### Work instruction
Reproduce the records that follow exactly as they are written.

### Record extracts
mod channel;
mod observability;
mod protocols;
mod sessions;

pub use channel::*;
pub use observability::*;
pub use protocols::*;
pub use sessions::*;

use serde::{Deserialize, Serialize};
use std::collections::HashSet;
use std::fmt;

// ━━━━━━━━━━━━━━━━━━━━━━━━━━━━━━━━━━━━━━━━━━━━━━━━━━━━━━━━━━━━━━━━━━
// Top-level config
// ━━━━━━━━━━━━━━━━━━━━━━━━━━━━━━━━━━━━━━━━━━━━━━━━━━━━━━━━━━━━━━━━━━

#[derive(Debug, Clone, Serialize, Deserialize, Default)]
pub struct Config {
    #[serde(default)]
    pub sessions: SessionsConfig,
    #[serde(default)]
    pub channel: ChannelConfig,
    #[serde(default)]
    pub protocols: ProtocolsConfig,
    /// Code bundles the static sandbox resolver knows how to load.
    #[serde(default)]
    pub deployments: Vec<DeploymentConfig>,
    #[serde(default)]
    pub observability: ObservabilityConfig,
}

// ━━━━━━━━━━━━━━━━━━━━━━━━━━━━━━━━━━━━━━━━━━━━━━━━━━━━━━━━━━━━━━━━━━
// Deployments
// ━━━━━━━━━━━━━━━━━━━━━━━━━━━━━━━━━━━━━━━━━━━━━━━━━━━━━━━━━━━━━━━━━━

/// One deployed code bundle set.  Every deployment shares the protocol
/// table in `[protocols]`; the hashes decide which flows may resolve it.
#[derive(Debug, Clone, Serialize, Deserialize)]
pub struct DeploymentConfig {
    pub name: String,
    #[serde(default)]
    pub bundle_hashes: Vec<String>,
}

// ━━━━━━━━━━━━━━━━━━━━━━━━━━━━━━━━━━━━━━━━━━━━━━━━━━━━━━━━━━━━━━━━━━
// Config validation
// ━━━━━━━━━━━━━━━━━━━━━━━━━━━━━━━━━━━━━━━━━━━━━━━━━━━━━━━━━━━━━━━━━━

/// Severity level for a configuration issue.
#[derive(Debug, Clone, Copy, PartialEq, Eq)]
pub enum ConfigSeverity {
    Error,
    Warning,
}

/// A single configuration validation issue.
#[derive(Debug, Clone)]
pub struct ConfigError {
    pub severity: ConfigSeverity,
    pub field: String,
    pub message: String,
}

impl fmt::Display for ConfigError {
    fn fmt(&self, f: &mut fmt::Formatter<'_>) -> fmt::Result {
        let tag = match self.severity {
            ConfigSeverity::Error => "ERROR",
            ConfigSeverity::Warning => "WARN",
        };
        write!(f, "[{tag}] {}: {}", self.field, self.message)
    }
}

impl Config {
    /// Validate the configuration and return a list of issues.
    ///
    /// Returns an empty vec when everything looks good.
    pub fn validate(&self) -> Vec<ConfigError> {
        let mut errors = Vec::new();

        if self.sessions.initiated_suffix.is_empty() {
            errors.push(ConfigError {
                severity: ConfigSeverity::Error,
                field: "sessions.initiated_suffix".into(),
                message: "suffix must not be empty (session roles depend on it)".into(),
            });
        }

        if self.channel.max_buffered_events == 0 {
            errors.push(ConfigError {
                severity: ConfigSeverity::Error,
                field: "channel.max_buffered_events".into(),
                message: "buffer must hold at least one event".into(),
            });
        }

        if self.channel.resend_window_ms > MAX_RESEND_WINDOW_MS {
            errors.push(ConfigError {
                severity: ConfigSeverity::Error,
                field: "channel.resend_window_ms".into(),
                message: format!(
                    "{} ms exceeds the one-day ceiling of {MAX_RESEND_WINDOW_MS} ms",
                    self.channel.resend_window_ms
                ),
            });
        }

        for (i, init) in self.protocols.initiators.iter().enumerate() {
            check_declaration(
                &mut errors,
                &format!("protocols.initiators[{i}]"),
                &init.flow,
                &init.protocol,
                &init.versions,
            );
        }

        let mut seen = HashSet::new();
        for (i, resp) in self.protocols.responders.iter().enumerate() {
            let field = format!("protocols.responders[{i}]");
            check_declaration(&mut errors, &field, &resp.flow, &resp.protocol, &resp.versions);

            if !resp.responder_flow {
                errors.push(ConfigError {
                    severity: ConfigSeverity::Error,
                    field: format!("{field}.responder_flow"),
                    message: format!("{} is not a responder flow", resp.flow),
                });
            }

            for v in &resp.versions {
                if !seen.insert((resp.protocol.as_str(), *v)) {
                    errors.push(ConfigError {
                        severity: ConfigSeverity::Error,
                        field: format!("{field}.versions"),
                        message: format!(
                            "protocol {} version {v} already has a responder",
                            resp.protocol
                        ),
                    });
                }
            }
        }

        if self.deployments.is_empty() {
            errors.push(ConfigError {
                severity: ConfigSeverity::Warning,
                field: "deployments".into(),
                message: "no deployments configured; every sandbox lookup will fail".into(),
            });
        }

        errors
    }
}

fn check_declaration(
    errors: &mut Vec<ConfigError>,
    field: &str,
    flow: &str,
    protocol: &str,
    versions: &[u32],
) {
    if flow.is_empty() {
        errors.push(ConfigError {
            severity: ConfigSeverity::Error,
            field: format!("{field}.flow"),
            message: "flow id must not be empty".into(),
        });
    }
    if protocol.is_empty() {
        errors.push(ConfigError {
            severity: ConfigSeverity::Error,
            field: format!("{field}.protocol"),
            message: "protocol name must not be empty".into(),
        });
    }
    if versions.is_empty() {
        errors.push(ConfigError {
            severity: ConfigSeverity::Error,
            field: format!("{field}.versions"),
            message: "at least one version must be declared".into(),
        });
    }
    if versions.contains(&0) {
        errors.push(ConfigError {
            severity: ConfigSeverity::Error,
            field: format!("{field}.versions"),
            message: "versions start at 1".into(),
        });
    }
}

### Response to this exercise
mod channel;
mod observability;
mod protocols;
mod sessions;

pub use channel::*;
pub use observability::*;
pub use protocols::*;
pub use sessions::*;

use serde::{Deserialize, Serialize};
use std::collections::HashSet;
use std::fmt;

// ━━━━━━━━━━━━━━━━━━━━━━━━━━━━━━━━━━━━━━━━━━━━━━━━━━━━━━━━━━━━━━━━━━
// Top-level config
// ━━━━━━━━━━━━━━━━━━━━━━━━━━━━━━━━━━━━━━━━━━━━━━━━━━━━━━━━━━━━━━━━━━

#[derive(Debug, Clone, Serialize, Deserialize, Default)]
pub struct Config {
    #[serde(default)]
    pub sessions: SessionsConfig,
    #[serde(default)]
    pub channel: ChannelConfig,
    #[serde(default)]
    pub protocols: ProtocolsConfig,
    /// Code bundles the static sandbox resolver knows how to load.
    #[serde(default)]
    pub deployments: Vec<DeploymentConfig>,
    #[serde(default)]
    pub observability: ObservabilityConfig,
}

// ━━━━━━━━━━━━━━━━━━━━━━━━━━━━━━━━━━━━━━━━━━━━━━━━━━━━━━━━━━━━━━━━━━
// Deployments
// ━━━━━━━━━━━━━━━━━━━━━━━━━━━━━━━━━━━━━━━━━━━━━━━━━━━━━━━━━━━━━━━━━━

/// One deployed code bundle set.  Every deployment shares the protocol
/// table in `[protocols]`; the hashes decide which flows may resolve it.
#[derive(Debug, Clone, Serialize, Deserialize)]
pub struct DeploymentConfig {
    pub name: String,
    #[serde(default)]
    pub bundle_hashes: Vec<String>,
}

// ━━━━━━━━━━━━━━━━━━━━━━━━━━━━━━━━━━━━━━━━━━━━━━━━━━━━━━━━━━━━━━━━━━
// Config validation
// ━━━━━━━━━━━━━━━━━━━━━━━━━━━━━━━━━━━━━━━━━━━━━━━━━━━━━━━━━━━━━━━━━━

/// Severity level for a configuration issue.
#[derive(Debug, Clone, Copy, PartialEq, Eq)]
pub enum ConfigSeverity {
    Error,
    Warning,
}

/// A single configuration validation issue.
#[derive(Debug, Clone)]
pub struct ConfigError {
    pub severity: ConfigSeverity,
    pub field: String,
    pub message: String,
}

impl fmt::Display for ConfigError {
    fn fmt(&self, f: &mut fmt::Formatter<'_>) -> fmt::Result {
        let tag = match self.severity {
            ConfigSeverity::Error => "ERROR",
            ConfigSeverity::Warning => "WARN",
        };
        write!(f, "[{tag}] {}: {}", self.field, self.message)
    }
}

impl Config {
    /// Validate the configuration and return a list of issues.
    ///
    /// Returns an empty vec when everything looks good.
    pub fn validate(&self) -> Vec<ConfigError> {
        let mut errors = Vec::new();

        if self.sessions.initiated_suffix.is_empty() {
            errors.push(ConfigError {
                severity: ConfigSeverity::Error,
                field: "sessions.initiated_suffix".into(),
                message: "suffix must not be empty (session roles depend on it)".into(),
            });
        }

        if self.channel.max_buffered_events == 0 {
            errors.push(ConfigError {
                severity: ConfigSeverity::Error,
                field: "channel.max_buffered_events".into(),
                message: "buffer must hold at least one event".into(),
            });
        }

        if self.channel.resend_window_ms > MAX_RESEND_WINDOW_MS {
            errors.push(ConfigError {
                severity: ConfigSeverity::Error,
                field: "channel.resend_window_ms".into(),
                message: format!(
                    "{} ms exceeds the one-day ceiling of {MAX_RESEND_WINDOW_MS} ms",
                    self.channel.resend_window_ms
                ),
            });
        }

        for (i, init) in self.protocols.initiators.iter().enumerate() {
            check_declaration(
                &mut errors,
                &format!("protocols.initiators[{i}]"),
                &init.flow,
                &init.protocol,
                &init.versions,
            );
        }

        let mut seen = HashSet::new();
        for (i, resp) in self.protocols.responders.iter().enumerate() {
            let field = format!("protocols.responders[{i}]");
            check_declaration(&mut errors, &field, &resp.flow, &resp.protocol, &resp.versions);

            if !resp.responder_flow {
                errors.push(ConfigError {
                    severity: ConfigSeverity::Error,
                    field: format!("{field}.responder_flow"),
                    message: format!("{} is not a responder flow", resp.flow),
                });
            }

            for v in &resp.versions {
                if !seen.insert((resp.protocol.as_str(), *v)) {
                    errors.push(ConfigError {
                        severity: ConfigSeverity::Error,
                        field: format!("{field}.versions"),
                        message: format!(
                            "protocol {} version {v} already has a responder",
                            resp.protocol
                        ),
                    });
                }
            }
        }

        if self.deployments.is_empty() {
            errors.push(ConfigError {
                severity: ConfigSeverity::Warning,
                field: "deployments".into(),
                message: "no deployments configured; every sandbox lookup will fail".into(),
            });
        }

        errors
    }
}

fn check_declaration(
    errors: &mut Vec<ConfigError>,
    field: &str,
    flow: &str,
    protocol: &str,
    versions: &[u32],
) {
    if flow.is_empty() {
        errors.push(ConfigError {
            severity: ConfigSeverity::Error,
            field: format!("{field}.flow"),
            message: "flow id must not be empty".into(),
        });
    }
    if protocol.is_empty() {
        errors.push(ConfigError {
            severity: ConfigSeverity::Error,
            field: format!("{field}.protocol"),
            message: "protocol name must not be empty".into(),
        });
    }
    if versions.is_empty() {
        errors.push(ConfigError {
            severity: ConfigSeverity::Error,
            field: format!("{field}.versions"),
            message: "at least one version must be declared".into(),
        });
    }
    if versions.contains(&0) {
        errors.push(ConfigError {
            severity: ConfigSeverity::Error,
            field: format!("{field}.versions"),
            message: "versions start at 1".into(),
        });
    }
}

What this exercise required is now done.